Computer Genius Blog :: aka “TheGarage”

September 8, 2004

If you didnt know IBM was a world wide company…

Filed under: Whimsy — admin @ 11:31 pm

As the world’s largest information technology (IT) company in the world and the world leader in patents for the 11th straight year, IBM offers a world of opportunity for imaginative and innovative individuals [THE WORLD OVER.]

Okay, I added that last little bit.

EZ-Jackster

Filed under: Business — admin @ 8:48 am

While getting the kids ready for school this morning, we were watching “The Proud Family”. Penny Proud had a new boyfriend who was into Napster, except in the cartoon it was “EZ-Jackster.”

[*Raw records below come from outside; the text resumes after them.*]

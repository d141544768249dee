use rust_decimal::Decimal;
use serde::{Deserialize, Serialize};
use uuid::Uuid;

use crate::calculations::crop_finance::{CropFinanceResult, calculate};
use crate::models::{CropName, Season};

/// Identifies one of the free-text fields of a [`CropEntry`].
///
/// Each variant maps to a typed setter, so callers binding form controls to
/// an entry never need to address fields by string at runtime.
#[derive(Debug, Clone, Copy, PartialEq, Eq, Hash, Serialize, Deserialize)]
#[serde(rename_all = "camelCase")]
pub enum CropField {
    Acreage,
    SeedCost,
    FertilizerCost,
    PesticideCost,
    LaborCost,
    IrrigationCost,
    MachineryRent,
    OtherCosts,
    ExpectedYield,
    MarketRate,
}

impl CropField {
    pub const ALL: [CropField; 10] = [
        Self::Acreage,
        Self::SeedCost,
        Self::FertilizerCost,
        Self::PesticideCost,
        Self::LaborCost,
        Self::IrrigationCost,
        Self::MachineryRent,
        Self::OtherCosts,
        Self::ExpectedYield,
        Self::MarketRate,
    ];

    /// The seven cost components that add up to an entry's total cost.
    pub const COSTS: [CropField; 7] = [
        Self::SeedCost,
        Self::FertilizerCost,
        Self::PesticideCost,
        Self::LaborCost,
        Self::IrrigationCost,
        Self::MachineryRent,
        Self::OtherCosts,
    ];

    pub fn as_str(&self) -> &'static str {
        match self {
            Self::Acreage => "acreage",
            Self::SeedCost => "seedCost",
            Self::FertilizerCost => "fertilizerCost",
            Self::PesticideCost => "pesticideCost",
            Self::LaborCost => "laborCost",
            Self::IrrigationCost => "irrigationCost",
            Self::MachineryRent => "machineryRent",
            Self::OtherCosts => "otherCosts",
            Self::ExpectedYield => "expectedYield",
            Self::MarketRate => "marketRate",
        }
    }
}

/// One planned crop within a finance plan.
///
/// Inputs are kept as the raw text the user typed. The derived figures
/// (`total_cost`, `expected_income`, `net_profit`) are private and refreshed
/// by every setter, so they always match the current inputs.
#[derive(Debug, Clone, PartialEq, Eq, Serialize)]
#[serde(rename_all = "camelCase")]
pub struct CropEntry {
    id: Uuid,
    crop_name: Option<CropName>,
    season: Option<Season>,
    acreage: String,
    seed_cost: String,
    fertilizer_cost: String,
    pesticide_cost: String,
    labor_cost: String,
    irrigation_cost: String,
    machinery_rent: String,
    other_costs: String,
    expected_yield: String,
    market_rate: String,

    // Derived
    total_cost: Decimal,
    expected_income: Decimal,
    net_profit: Decimal,
}

impl CropEntry {
    /// Creates a blank entry with a fresh id. All derived figures are zero.
    pub fn new() -> Self {
        Self {
            id: Uuid::new_v4(),
            crop_name: None,
            season: None,
            acreage: String::new(),
            seed_cost: String::new(),
            fertilizer_cost: String::new(),
            pesticide_cost: String::new(),
            labor_cost: String::new(),
            irrigation_cost: String::new(),
            machinery_rent: String::new(),
            other_costs: String::new(),
            expected_yield: String::new(),
            market_rate: String::new(),
            total_cost: Decimal::ZERO,
            expected_income: Decimal::ZERO,
            net_profit: Decimal::ZERO,
        }
    }

    pub fn id(&self) -> Uuid {
        self.id
    }

    pub fn crop_name(&self) -> Option<CropName> {
        self.crop_name
    }

    pub fn season(&self) -> Option<Season> {
        self.season
    }

    /// Raw text of a field, exactly as entered.
    pub fn field(
        &self,
        field: CropField,
    ) -> &str {
        match field {
            CropField::Acreage => &self.acreage,
            CropField::SeedCost => &self.seed_cost,
            CropField::FertilizerCost => &self.fertilizer_cost,
            CropField::PesticideCost => &self.pesticide_cost,
            CropField::LaborCost => &self.labor_cost,
            CropField::IrrigationCost => &self.irrigation_cost,
            CropField::MachineryRent => &self.machinery_rent,
            CropField::OtherCosts => &self.other_costs,
            CropField::ExpectedYield => &self.expected_yield,
            CropField::MarketRate => &self.market_rate,
        }
    }

    pub fn total_cost(&self) -> Decimal {
        self.total_cost
    }

    pub fn expected_income(&self) -> Decimal {
        self.expected_income
    }

    pub fn net_profit(&self) -> Decimal {
        self.net_profit
    }

    /// Derived figures as a single value.
    pub fn result(&self) -> CropFinanceResult {
        CropFinanceResult {
            total_cost: self.total_cost,
            expected_income: self.expected_income,
            net_profit: self.net_profit,
        }
    }

    /// Replaces the raw text of `field` and refreshes the derived figures.
    pub fn set_field(
        &mut self,
        field: CropField,
        value: impl Into<String>,
    ) {
        let value = value.into();
        match field {
            CropField::Acreage => self.acreage = value,
            CropField::SeedCost => self.seed_cost = value,
            CropField::FertilizerCost => self.fertilizer_cost = value,
            CropField::PesticideCost => self.pesticide_cost = value,
            CropField::LaborCost => self.labor_cost = value,
            CropField::IrrigationCost => self.irrigation_cost = value,
            CropField::MachineryRent => self.machinery_rent = value,
            CropField::OtherCosts => self.other_costs = value,
            CropField::ExpectedYield => self.expected_yield = value,
            CropField::MarketRate => self.market_rate = value,
        }
        self.refresh();
    }

    pub fn set_crop_name(
        &mut self,
        crop_name: Option<CropName>,
    ) {
        self.crop_name = crop_name;
        self.refresh();
    }

    pub fn set_season(
        &mut self,
        season: Option<Season>,
    ) {
        self.season = season;
        self.refresh();
    }

    /// Recomputes the derived figures from the current inputs.
    pub(crate) fn refresh(&mut self) {
        let result = calculate(self);
        self.total_cost = result.total_cost;
        self.expected_income = result.expected_income;
        self.net_profit = result.net_profit;
    }
}

impl Default for CropEntry {
    fn default() -> Self {
        Self::new()
    }
}

#[cfg(test)]
mod tests {
    use pretty_assertions::assert_eq;
    use rust_decimal_macros::dec;

    use super::*;

    // =========================================================================
    // CropField tests
    // =========================================================================

    #[test]
    fn crop_field_names_are_camel_case() {
        assert_eq!(CropField::MachineryRent.as_str(), "machineryRent");
        assert_eq!(CropField::Acreage.as_str(), "acreage");
    }

    #[test]
    fn crop_field_costs_exclude_yield_rate_and_acreage() {
        assert!(CropField::COSTS.contains(&CropField::SeedCost));
        assert!(CropField::COSTS.contains(&CropField::OtherCosts));
        assert!(!CropField::COSTS.contains(&CropField::Acreage));
        assert!(!CropField::COSTS.contains(&CropField::ExpectedYield));
        assert!(!CropField::COSTS.contains(&CropField::MarketRate));
    }

    // =========================================================================
    // CropEntry tests
    // =========================================================================

    #[test]
    fn new_entry_is_blank() {
        let entry = CropEntry::new();

        assert_eq!(entry.crop_name(), None);
        assert_eq!(entry.season(), None);
        for field in CropField::ALL {
            assert_eq!(entry.field(field), "");
        }
        assert_eq!(entry.result(), CropFinanceResult::default());
    }

    #[test]
    fn new_entries_get_distinct_ids() {
        assert_ne!(CropEntry::new().id(), CropEntry::new().id());
    }

    #[test]
    fn set_field_stores_raw_text() {
        let mut entry = CropEntry::new();

        entry.set_field(CropField::SeedCost, "1,000");

        assert_eq!(entry.field(CropField::SeedCost), "1,000");
        assert_eq!(entry.total_cost(), dec!(1000));
    }

    #[test]
    fn set_field_keeps_derived_figures_current() {
        let mut entry = CropEntry::new();

        entry.set_field(CropField::LaborCost, "2000");
        entry.set_field(CropField::ExpectedYield, "20");
        entry.set_field(CropField::MarketRate, "250");

        assert_eq!(entry.total_cost(), dec!(2000));
        assert_eq!(entry.expected_income(), dec!(5000));
        assert_eq!(entry.net_profit(), dec!(3000));

        entry.set_field(CropField::MarketRate, "");

        assert_eq!(entry.expected_income(), dec!(0));
        assert_eq!(entry.net_profit(), dec!(-2000));
    }

    #[test]
    fn acreage_does_not_affect_figures() {
        let mut entry = CropEntry::new();

        entry.set_field(CropField::Acreage, "4.5");

        assert_eq!(entry.field(CropField::Acreage), "4.5");
        assert_eq!(entry.result(), CropFinanceResult::default());
    }

    #[test]
    fn crop_and_season_setters_keep_id() {
        let mut entry = CropEntry::new();
        let id = entry.id();

        entry.set_crop_name(Some(CropName::Turmeric));
        entry.set_season(Some(Season::Perennial));

        assert_eq!(entry.id(), id);
        assert_eq!(entry.crop_name(), Some(CropName::Turmeric));
        assert_eq!(entry.season(), Some(Season::Perennial));
    }
}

Penny was convinced no-one was getting hurt and that the world deserved free music. As a birthright no less.

The cartoon showed the big record moguls with gold adorning their bodies and dripping from their walls. Then they showed.. damn I cant recall the rapsters name– Sir Jack Alot or something silly like that. Anyway they showed the repoman taking his 100″ big screen TV out of this ridiculously large mansion. His royalty checks had dipped to only a nickel.

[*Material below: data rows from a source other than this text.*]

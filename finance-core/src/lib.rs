pub mod calculations;
pub mod models;
pub mod store;

pub use calculations::{CropFinanceResult, PlanTotals, aggregate, coerce_amount, recompute};
pub use models::*;
pub use store::{InMemoryPlanRepository, PlanRepository, RepositoryError};
//! Development agent capability.
//!
//! Stands in for a configured agent runtime so the relay, tools and
//! transport can be exercised end to end without provider credentials.
//! Real SDK integrations implement [`AgentCapability`] and replace this at
//! startup.

use std::sync::Arc;

use anyhow::Result;
use pagesmith::capability::{AgentCapability, AgentEvent, ReplyStream};
use pagesmith::conversation::{Conversation, Role};
use pagesmith::tools::ToolProvider;

/// Echoes the latest user message back as word-sized fragments.
pub struct LoopbackCapability;

#[async_trait::async_trait]
impl AgentCapability for LoopbackCapability {
    async fn reply(
        &self,
        history: &Conversation,
        tools: Arc<dyn ToolProvider>,
    ) -> Result<ReplyStream> {
        let declared = tools.tool_definitions().len();
        let latest = history
            .messages()
            .iter()
            .rev()
            .find(|m| m.role == Role::User)
            .map(|m| m.content.clone())
            .unwrap_or_default();

        Ok(Box::pin(async_stream::stream! {
            yield Ok(AgentEvent::Fragment(format!(
                "No agent provider is configured ({} tools declared). You said:",
                declared
            )));
            for word in latest.split_whitespace() {
                yield Ok(AgentEvent::Fragment(format!(" {}", word)));
            }
        }))
    }
}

It took Penny being fired from her job at the local record store by a crying, bankrupt store owner to see the err of her ways. It was only then that she realized what a horrible thing she had been doing.

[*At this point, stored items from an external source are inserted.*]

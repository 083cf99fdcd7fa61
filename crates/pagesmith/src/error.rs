//! Error taxonomy for tool and relay failures.

use std::time::Duration;

use thiserror::Error;

/// Failures raised by sandboxed file-tool operations.
///
/// Tool errors never escape a provider: `call_tool` recovers them into an
/// error result payload so the agent can react to them conversationally.
#[derive(Debug, Error)]
pub enum ToolError {
    #[error("Path traversal detected: {0} is outside the allowed directory")]
    PathTraversal(String),

    #[error("File not found: {0}")]
    NotFound(String),

    #[error("Invalid JSON in {path}: {reason}")]
    InvalidFormat { path: String, reason: String },

    #[error("Invalid content for JSON: {0}")]
    InvalidContent(String),

    #[error("Permission denied: {0}")]
    PermissionDenied(String),

    #[error("Missing required argument: {0}")]
    MissingArgument(&'static str),

    #[error("Error accessing {path}: {source}")]
    Io {
        path: String,
        #[source]
        source: std::io::Error,
    },
}

impl ToolError {
    /// Stable code for categorization in logs and payloads.
    pub fn code(&self) -> &'static str {
        match self {
            Self::PathTraversal(_) => "PATH_TRAVERSAL",
            Self::NotFound(_) => "FILE_NOT_FOUND",
            Self::InvalidFormat { .. } => "INVALID_JSON",
            Self::InvalidContent(_) => "INVALID_CONTENT",
            Self::PermissionDenied(_) => "PERMISSION_DENIED",
            Self::MissingArgument(_) => "MISSING_ARGUMENT",
            Self::Io { .. } => "IO_ERROR",
        }
    }

    /// Classify an I/O error on `path` into the matching variant.
    pub fn from_io(path: &str, err: std::io::Error) -> Self {
        match err.kind() {
            std::io::ErrorKind::NotFound => Self::NotFound(path.to_string()),
            std::io::ErrorKind::PermissionDenied => Self::PermissionDenied(path.to_string()),
            _ => Self::Io {
                path: path.to_string(),
                source: err,
            },
        }
    }
}

/// Failures of a single relay turn.
///
/// Each failed turn surfaces to the transport boundary as exactly one error
/// event carrying a stable code; the underlying cause is logged, never sent
/// to the client verbatim.
#[derive(Debug, Error)]
pub enum RelayError {
    #[error("agent capability faulted: {0}")]
    Streaming(anyhow::Error),

    #[error("a turn is already in flight for this session")]
    Busy,

    #[error("turn aborted after {0:?}")]
    Timeout(Duration),

    #[error("session not found: {0}")]
    SessionNotFound(String),
}

impl RelayError {
    /// Stable code for the outbound error event.
    pub fn code(&self) -> &'static str {
        match self {
            Self::Streaming(_) => "STREAMING_FAILURE",
            Self::Busy => "BUSY",
            Self::Timeout(_) => "TIMEOUT",
            Self::SessionNotFound(_) => "SESSION_NOT_FOUND",
        }
    }

    /// Generic, retry-safe message shown to the client.
    pub fn client_message(&self) -> &'static str {
        match self {
            Self::Busy => {
                "A response is already in progress for this conversation. \
                 Wait for it to finish and try again."
            }
            Self::Timeout(_) => "The agent took too long to respond. Please try again.",
            _ => "The agent failed to complete the response. Please try again.",
        }
    }
}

Or was it? I wish that I was able to sue and put corporate executives in jail who wont keep my pay rate up where it was before the internet began to change everything. Even spending a lot of money and time on retraining, I will likely still be making almost half as much as I was in 2001. And that’s if I can get a decent paying job without any “real-life” experience in the tools I’ve retrained in.

To stay viable the recording industry must face the music and get on to the internet in a big way. And I don’t mean selling CD’s over the internet. As I’ve said before, on more than one occasion, suing your customers is not a good long term strategy. Personally, I think the era of the RIAA is over. New age production techniques loosens the stranglehold that the record producers have on the industry.

Isn’t that a good thing? I think it is.

The big question that musicians and record execs have to answer is will the public buy their music if all the Napster’s suddenly become unavailable. Downloading music is a market issue; not criminal issue.

Is this whole issue really about fairness, or about who controls a multi-billion dollar industry?